Murat, who runs a 90-table seafood restaurant on the Mersin coast, said "yes" within the first 5 minutes of a 15-minute demo slot. The secret was a compressed ABC (Always Be Closing) script borrowed from Blake's monologue in Glengarry Glen Ross and adapted for B2B SaaS in 2026. This guide walks through it minute by minute.
Minute 1: Recap — "Did I get this right?"
Spend the first 60 seconds summarizing what the prospect already told you. With Murat it was: "You run 4 servers in evening service, table turn 2.1, average ticket 847 TRY, biggest complaint is the slow QR menu and English translations that read like Google Translate." A precise recap signals two things: you listened, and you frame the problem in their language, not yours.
The golden rule: never recap without a number or proper noun. "You want to improve customer experience" is weak; "your QR menu opens in 6 seconds on 4G, target sub-1.5s" is strong. Specificity earns the right to keep talking.
Minutes 2-3: Value — Three Concrete Outcomes
The next two minutes are the heart of the close. In ABC logic you talk outcomes, not features. We pitched Murat three results:
- +18% average ticket — AI recommendation engine lifted upsell rate by this much at comparable venues (Bodrum Marina, 3-month data).
- -12 minutes/day per server — table-order feature saves your 4 servers 48 total minutes daily, equivalent to 6 extra table turns per shift.
- 20 languages, native quality — for Mersin's cruise traffic: Russian, Arabic, English at proper translator quality.
Pick three outcomes, not five. Five doesn't stick; two looks thin. Armor every outcome with a number or comparison.

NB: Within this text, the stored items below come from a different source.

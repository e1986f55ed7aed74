use crate::output::print_json;
use anyhow::Context;
use chrono::Utc;
use statuspage_core::repo::{self, CreateOptions};

use super::RepoArgs;

/// `statuspage create`: set up a new page repository and publish the first page.
pub fn run(args: &RepoArgs, systems: &str, private: bool, json: bool) -> anyhow::Result<()> {
    let systems = repo::parse_systems(systems);
    if systems.is_empty() {
        anyhow::bail!("no systems given: pass --systems, e.g. --systems \"Website,API\"");
    }

    let client = args.client()?;
    let created = repo::create(
        &client,
        &CreateOptions {
            name: &args.name,
            org: args.org.as_deref(),
            systems: &systems,
            private,
        },
        Utc::now(),
    )
    .with_context(|| format!("failed to create status page '{}'", args.name))?;

    if json {
        return print_json(&created);
    }

    println!("Create new issues at {}", created.issues_url);
    println!("Visit your new status page at {}", created.page_url);
    println!("\nYour status page is now set up and ready!\n");
    println!("Run 'statuspage update' whenever you create or update an issue:");
    let org = args
        .org
        .as_deref()
        .map(|o| format!(" --org={o}"))
        .unwrap_or_default();
    println!("  statuspage update --name={}{org}", created.name);
    Ok(())
}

Minute 4: Price Anchor + Commit Question + Next Step
Minute 4 puts price on the table as an anchor: "Our Platinum plan is $59/month; even a 1% lift on your ticket average pays it back in 14 days." Anchor kills the unspoken "how much" question. Then pause for 3 seconds and ask the micro-close: "Does this work for your business?" — closed-ended, yes/no.
Murat said "yes, makes sense." The last 30 seconds nailed the next step: "If I do setup today, you open tomorrow night with the new menu, and Tuesday morning we review the first numbers together." Date, action, joint review — all in one sentence.
FAQ
Isn't 5 minutes too short — won't the prospect feel pressured? The recap + data + single question structure is respect, not pressure; it signals you value their time.
What if they say "no"? Send the objection back to minute 1's recap: "What did I get wrong?" — this reopens, not escalates.
Where does ABC fit best? Single-decision-maker businesses (family restaurants, boutique hotels, small fast-casual locations) convert highest with this format.